お薬手帳を常に携帯し、複数の病院にかかる際にも提示することで、お薬の重複や飲み合わせによる体への負担、無駄な医療費を避けることができます。
医療費控除
1年間(1月1日~12月31日)にかかった医療費が一定額を超えた場合、確定申告で医療費控除を申告すると、所得税や住民税が軽減されることがあります。ご自身の医療費やご家族(生計を一つにしている)の医療費を合計して申告できますので、領収書などをまとめておくと良いでしょう。
「税金」の基礎知識(住民税など)
年金を受け取っている場合も、税金がかかることがあります。特に一人暮らしの場合に関係しやすい住民税について見ていきましょう。
住民税と所得税
住民税は、お住まいの市区町村に納める税金で、前年の所得に応じて計算されます。所得税は国に納める税金で、これも所得に応じて計算されます。
公的年金は、原則として税金(所得税や住民税)の対象となります。ただし、年金収入額が一定以下の場合や、扶養控除などを受けることで、税金がかからない場合もあります。
確定申告・年末調整
年金収入のみの方は、原則として確定申告は不要です。
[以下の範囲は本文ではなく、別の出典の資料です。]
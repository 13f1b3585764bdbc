//! Serial links to a KNX bus coupling unit: FT1.2 and TP-UART.
//!
//! Both links share the shape of [`crate::protocol::session`]: a blocking
//! port handle, one receiver thread, and condvar-backed ack/confirmation
//! timers, but the frame format and flow control are specific to each
//! physical protocol.

pub mod ft12;
pub mod tpuart;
年金から所得税が源泉徴収され、年末調整の対象となるからです。ただし、年金以外に不動産収入や個人年金などがある場合、または医療費控除などで税金の還付を受けたい場合は、確定申告が必要になることがあります。
住民税については、確定申告や年末調整のデータに基づいて市区町村が税額を計算し、納税通知書を送ってきます。
税金に関する相談
税金について分からないことがある場合は、お住まいの市区町村の住民税担当窓口や、所轄の税務署に相談することができます。
公的なお金の情報を「整理」するヒント
年金、医療費、税金に関する情報は、それぞれから送られてくる通知書などで確認できます。これらの書類をまとめておくことで、必要な時にすぐに見返したり、家族や専門家に相談したりする際に役立ちます。
簡単な整理方法
- ファイルボックスや封筒を使う: 年金関係、医療費関係、税金関係など、種類別に書類をまとめておくと分かりやすいです。クリアファイルに入れてから封筒やボックスに入れるのも良いでしょう。
- 重要な情報をメモする: 「ねんきん定期便は毎年〇月に届く」「年金振込日は〇日」「医療費控除には領収書が必要」など、重要なことや手続きの時期などをメモしておくと、忘れずに済みます。ノート一冊にまとめておくのも良いでしょう。
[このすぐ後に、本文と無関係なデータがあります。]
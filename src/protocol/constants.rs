//! KNXnet/IP protocol constants and service type identifiers.

/// KNXnet/IP protocol version 1.0 (all services except Object Server).
pub const KNXNETIP_VERSION_10: u8 = 0x10;

/// KNXnet/IP protocol version 2.0, used only by Object-Server services.
pub const KNXNETIP_VERSION_20: u8 = 0x20;

/// Standard KNXnet/IP header length (6 bytes)
pub const HEADER_SIZE_10: u8 = 0x06;

/// Standard UDP/TCP port for KNXnet/IP communication
pub const KNXNETIP_DEFAULT_PORT: u16 = 3671;

/// Maximum size of a KNXnet/IP frame
pub const MAX_FRAME_SIZE: usize = 256;

/// Maximum size of cEMI frame payload
pub const MAX_CEMI_SIZE: usize = 64;

/// KNXnet/IP multicast address for routing
pub const KNXNETIP_MULTICAST_ADDR: &str = "224.0.23.12";

/// System Setup Multicast Address
pub const SYSTEM_SETUP_MULTICAST: &str = "224.0.23.13";

// =============================================================================
// Service Type Identifiers
// =============================================================================

/// KNXnet/IP Service Type Identifiers
#[derive(Debug, Clone, Copy, PartialEq, Eq)]
#[repr(u16)]
pub enum ServiceType {
    // Core services (0x02xx)
    /// `SEARCH_REQUEST` - Device discovery request
    SearchRequest = 0x0201,
    /// `SEARCH_RESPONSE` - Device discovery response
    SearchResponse = 0x0202,
    /// `DESCRIPTION_REQUEST` - Device description request
    DescriptionRequest = 0x0203,
    /// `DESCRIPTION_RESPONSE` - Device description response
    DescriptionResponse = 0x0204,
    /// `CONNECT_REQUEST` - Connection request
    ConnectRequest = 0x0205,
    /// `CONNECT_RESPONSE` - Connection response
    ConnectResponse = 0x0206,
    /// `CONNECTIONSTATE_REQUEST` - Connection state request (heartbeat)
    ConnectionstateRequest = 0x0207,
    /// `CONNECTIONSTATE_RESPONSE` - Connection state response
    ConnectionstateResponse = 0x0208,
    /// `DISCONNECT_REQUEST` - Disconnect request
    DisconnectRequest = 0x0209,
    /// `DISCONNECT_RESPONSE` - Disconnect response
    DisconnectResponse = 0x020A,
    /// `SEARCH_REQUEST_EXTENDED` - Extensible discovery request with SRPs
    SearchRequestExt = 0x020B,
    /// `SEARCH_RESPONSE_EXTENDED` - Extensible discovery response
    SearchResponseExt = 0x020C,

    // Device Management (0x03xx)
    /// `DEVICE_CONFIGURATION_REQUEST`
    DeviceConfigurationRequest = 0x0310,
    /// `DEVICE_CONFIGURATION_ACK`
    DeviceConfigurationAck = 0x0311,

    // Tunnelling (0x04xx)
    /// `TUNNELLING_REQUEST` - Tunnelling data request
    TunnellingRequest = 0x0420,
    /// `TUNNELLING_ACK` - Tunnelling acknowledgement
    TunnellingAck = 0x0421,
    /// `TUNNELLING_FEATURE_GET`
    TunnellingFeatureGet = 0x0422,
    /// `TUNNELLING_FEATURE_RESPONSE`
    TunnellingFeatureResponse = 0x0423,
    /// `TUNNELLING_FEATURE_SET`
    TunnellingFeatureSet = 0x0424,
    /// `TUNNELLING_FEATURE_INFO`
    TunnellingFeatureInfo = 0x0425,

    // Routing (0x05xx)
    /// `ROUTING_INDICATION` - Routing indication (multicast)
    RoutingIndication = 0x0530,
    /// `ROUTING_LOST_MESSAGE` - Routing lost message indication
    RoutingLostMessage = 0x0531,
    /// `ROUTING_BUSY` - Routing busy indication
    RoutingBusy = 0x0532,
    /// `ROUTING_SYSTEM_BROADCAST`
    RoutingSystemBroadcast = 0x0533,

    // Remote Logging / Diagnostics (0x07xx)
    /// `REMOTE_DIAGNOSTIC_REQUEST`
    RemoteDiagnosticRequest = 0x0740,
    /// `REMOTE_DIAGNOSTIC_RESPONSE`
    RemoteDiagnosticResponse = 0x0741,

    // Secure services (0x09xx)
    /// `SECURE_WRAPPER` - Secure session wrapper
    SecureWrapper = 0x0950,
    /// `SESSION_REQUEST` - Secure session request
    SessionRequest = 0x0951,
    /// `SESSION_RESPONSE` - Secure session response
    SessionResponse = 0x0952,
    /// `SESSION_AUTHENTICATE` - Secure session authentication
    SessionAuthenticate = 0x0953,
    /// `SESSION_STATUS` - Secure session status
    SessionStatus = 0x0954,

    // Object Server (0xF0xx), carried at protocol version 0x20
    /// `OBJECTSERVER_REQUEST`
    ObjectServerRequest = 0xF080,
    /// `OBJECTSERVER_ACK`
    ObjectServerAck = 0xF081,
}

impl ServiceType {
    /// Convert a u16 to `ServiceType`
    #[must_use]
    pub const fn from_u16(value: u16) -> Option<Self> {
        match value {
            0x0201 => Some(Self::SearchRequest),
            0x0202 => Some(Self::SearchResponse),
            0x0203 => Some(Self::DescriptionRequest),
            0x0204 => Some(Self::DescriptionResponse),
            0x0205 => Some(Self::ConnectRequest),
            0x0206 => Some(Self::ConnectResponse),
            0x0207 => Some(Self::ConnectionstateRequest),
            0x0208 => Some(Self::ConnectionstateResponse),
            0x0209 => Some(Self::DisconnectRequest),
            0x020A => Some(Self::DisconnectResponse),
            0x020B => Some(Self::SearchRequestExt),
            0x020C => Some(Self::SearchResponseExt),
            0x0310 => Some(Self::DeviceConfigurationRequest),
            0x0311 => Some(Self::DeviceConfigurationAck),
            0x0420 => Some(Self::TunnellingRequest),
            0x0421 => Some(Self::TunnellingAck),
            0x0422 => Some(Self::TunnellingFeatureGet),
            0x0423 => Some(Self::TunnellingFeatureResponse),
            0x0424 => Some(Self::TunnellingFeatureSet),
            0x0425 => Some(Self::TunnellingFeatureInfo),
            0x0530 => Some(Self::RoutingIndication),
            0x0531 => Some(Self::RoutingLostMessage),
            0x0532 => Some(Self::RoutingBusy),
            0x0533 => Some(Self::RoutingSystemBroadcast),
            0x0740 => Some(Self::RemoteDiagnosticRequest),
            0x0741 => Some(Self::RemoteDiagnosticResponse),
            0x0950 => Some(Self::SecureWrapper),
            0x0951 => Some(Self::SessionRequest),
            0x0952 => Some(Self::SessionResponse),
            0x0953 => Some(Self::SessionAuthenticate),
            0x0954 => Some(Self::SessionStatus),
            0xF080 => Some(Self::ObjectServerRequest),
            0xF081 => Some(Self::ObjectServerAck),
            _ => None,
        }
    }

    /// Convert `ServiceType` to u16
    #[must_use]
    pub const fn to_u16(self) -> u16 {
        self as u16
    }

    /// Protocol version byte this service type is carried at: 0x20 for
    /// Object-Server services, 0x10 for everything else.
    #[must_use]
    pub const fn protocol_version(self) -> u8 {
        match self {
            Self::ObjectServerRequest | Self::ObjectServerAck => KNXNETIP_VERSION_20,
            _ => KNXNETIP_VERSION_10,
        }
    }
}

// =============================================================================
// Connection Type Codes
// =============================================================================

/// Connection type for `DEVICE_MGMT_CONNECTION`
pub const DEVICE_MGMT_CONNECTION: u8 = 0x03;

/// Connection type for `TUNNEL_CONNECTION`
pub const TUNNEL_CONNECTION: u8 = 0x04;

/// Connection type for `REMLOG_CONNECTION`
pub const REMLOG_CONNECTION: u8 = 0x06;

/// Connection type for `REMCONF_CONNECTION`
pub const REMCONF_CONNECTION: u8 = 0x07;

/// Connection type for `OBJSVR_CONNECTION`
pub const OBJSVR_CONNECTION: u8 = 0x08;

// =============================================================================
// Host Protocol Codes
// =============================================================================

/// IPv4 UDP protocol
pub const IPV4_UDP: u8 = 0x01;

/// IPv4 TCP protocol
pub const IPV4_TCP: u8 = 0x02;

// =============================================================================
// Connect-response / Connectionstate status codes
// =============================================================================

/// Successful operation
pub const E_NO_ERROR: u8 = 0x00;
/// Unknown communication channel id
pub const E_CONNECTION_ID: u8 = 0x21;
/// Connection type not supported
pub const E_CONNECTION_TYPE: u8 = 0x22;
/// Connection option not supported
pub const E_CONNECTION_OPTION: u8 = 0x23;
/// No more connections available
pub const E_NO_MORE_CONNECTIONS: u8 = 0x24;
/// No more unique connections (same individual address already tunnelling)
pub const E_NO_MORE_UNIQUE_CONNECTIONS: u8 = 0x25;
/// Data connection error (server's data endpoint couldn't be reached)
pub const E_DATA_CONNECTION: u8 = 0x26;
/// KNX connection error (server couldn't open a connection to the bus)
pub const E_KNX_CONNECTION: u8 = 0x27;
/// Authentication failed (secure session)
pub const E_AUTH_ERROR: u8 = 0x28;
/// Tunnelling layer not supported
pub const E_TUNNELLING_LAYER: u8 = 0x29;
/// No free tunnelling individual address
pub const E_NO_TUNNELLING_ADDRESS: u8 = 0x2D;
/// The requested individual address is already in use by another tunnel
pub const E_CONNECTION_IN_USE: u8 = 0x2E;
/// Generic/unspecified error
pub const E_ERROR: u8 = 0x0F;

// =============================================================================
// cEMI Message Codes
// =============================================================================

/// cEMI Message Codes
#[derive(Debug, Clone, Copy, PartialEq, Eq)]
#[repr(u8)]
pub enum CEMIMessageCode {
    /// `L_Raw.req` - Raw frame request
    LRawReq = 0x10,
    /// `L_Data.req` - Data request
    LDataReq = 0x11,
    /// `L_Poll_Data.req` - Poll data request
    LPollDataReq = 0x13,
    /// `L_Raw.ind` - Raw frame indication
    LRawInd = 0x2D,
    /// `L_Data.ind` - Data indication
    LDataInd = 0x29,
    /// `L_Busmon.ind` - Bus monitor indication
    LBusmonInd = 0x2B,
    /// `L_Raw.con` - Raw frame confirmation
    LRawCon = 0x2F,
    /// `L_Data.con` - Data confirmation
    LDataCon = 0x2E,
    /// `L_Poll_Data.con` - Poll data confirmation
    LPollDataCon = 0x25,
}

impl CEMIMessageCode {
    /// Convert u8 to `CEMIMessageCode`
    #[must_use]
    pub const fn from_u8(value: u8) -> Option<Self> {
        match value {
            0x10 => Some(Self::LRawReq),
            0x11 => Some(Self::LDataReq),
            0x13 => Some(Self::LPollDataReq),
            0x2D => Some(Self::LRawInd),
            0x29 => Some(Self::LDataInd),
            0x2B => Some(Self::LBusmonInd),
            0x2F => Some(Self::LRawCon),
            0x2E => Some(Self::LDataCon),
            0x25 => Some(Self::LPollDataCon),
            _ => None,
        }
    }

    /// Convert `CEMIMessageCode` to u8
    #[must_use]
    pub const fn to_u8(self) -> u8 {
        self as u8
    }
}

// =============================================================================
// KNX Priority
// =============================================================================

/// KNX message priority levels
#[derive(Debug, Clone, Copy, PartialEq, Eq)]
#[repr(u8)]
pub enum Priority {
    /// System priority
    System = 0b00,
    /// Normal priority (default)
    Normal = 0b01,
    /// Urgent priority
    Urgent = 0b10,
    /// Low priority
    Low = 0b11,
}

impl Priority {
    /// Convert u8 to Priority
    #[must_use]
    pub const fn from_u8(value: u8) -> Self {
        match value & 0b11 {
            0b00 => Self::System,
            0b01 => Self::Normal,
            0b10 => Self::Urgent,
            _ => Self::Low,
        }
    }

    /// Convert Priority to u8
    #[must_use]
    pub const fn to_u8(self) -> u8 {
        self as u8
    }
}

impl Default for Priority {
    fn default() -> Self {
        Self::Normal
    }
}

#[cfg(test)]
mod tests {
    use super::*;

    #[test]
    fn service_type_round_trip() {
        for raw in [
            0x0201u16, 0x020B, 0x020C, 0x0310, 0x0420, 0x0422, 0x0530, 0x0533, 0x0950, 0xF080,
        ] {
            let st = ServiceType::from_u16(raw).unwrap();
            assert_eq!(st.to_u16(), raw);
        }
    }

    #[test]
    fn object_server_uses_version_20() {
        assert_eq!(
            ServiceType::ObjectServerRequest.protocol_version(),
            KNXNETIP_VERSION_20
        );
        assert_eq!(
            ServiceType::ConnectRequest.protocol_version(),
            KNXNETIP_VERSION_10
        );
    }
}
- 問い合わせ先を控える: 各書類に記載されている問い合わせ先(年金事務所の電話番号、市区町村の税務課など)を控えておくと、疑問が生じたときにすぐに連絡できます。
すべてを完璧に理解しようと難しく考える必要はありません。まずは届いた書類を確認し、種類別に分けてみることから始めてみましょう。
困った時の相談先
公的なお金に関する不安や疑問は、一人で抱え込まずに相談できる場所があります。
- 年金について: お近くの年金事務所
- 医療費について: ご加入の健康保険組合、後期高齢者医療広域連合、お住まいの市区町村の高齢福祉課など
- 税金について: お住まいの市区町村の住民税担当窓口、税務署
- お金全般や生活の困りごと: 地域包括支援センター
地域包括支援センターは、高齢者の様々な相談に対応してくれる心強い味方です。どこに相談したら良いか分からない場合でも、まずは地域包括支援センターに連絡してみるのが良いでしょう。
まとめ
一人暮らしで知っておきたい公的なお金の話として、年金、医療費、税金の基礎知識と、情報の整理方法、相談先についてお伝えしました。
これらの情報は少し複雑に感じられるかもしれませんが、ご自身の状況に合わせて基本的な部分を理解し、必要な書類を整理しておくことは、安心して将来を迎えるための大切な一歩となります。
もし分からないことや不安なことがあれば、一人で悩まず、ご紹介したような相談窓口をぜひ利用してみてください。この記事が、あなたの安心した未来につながる一助となれば幸いです。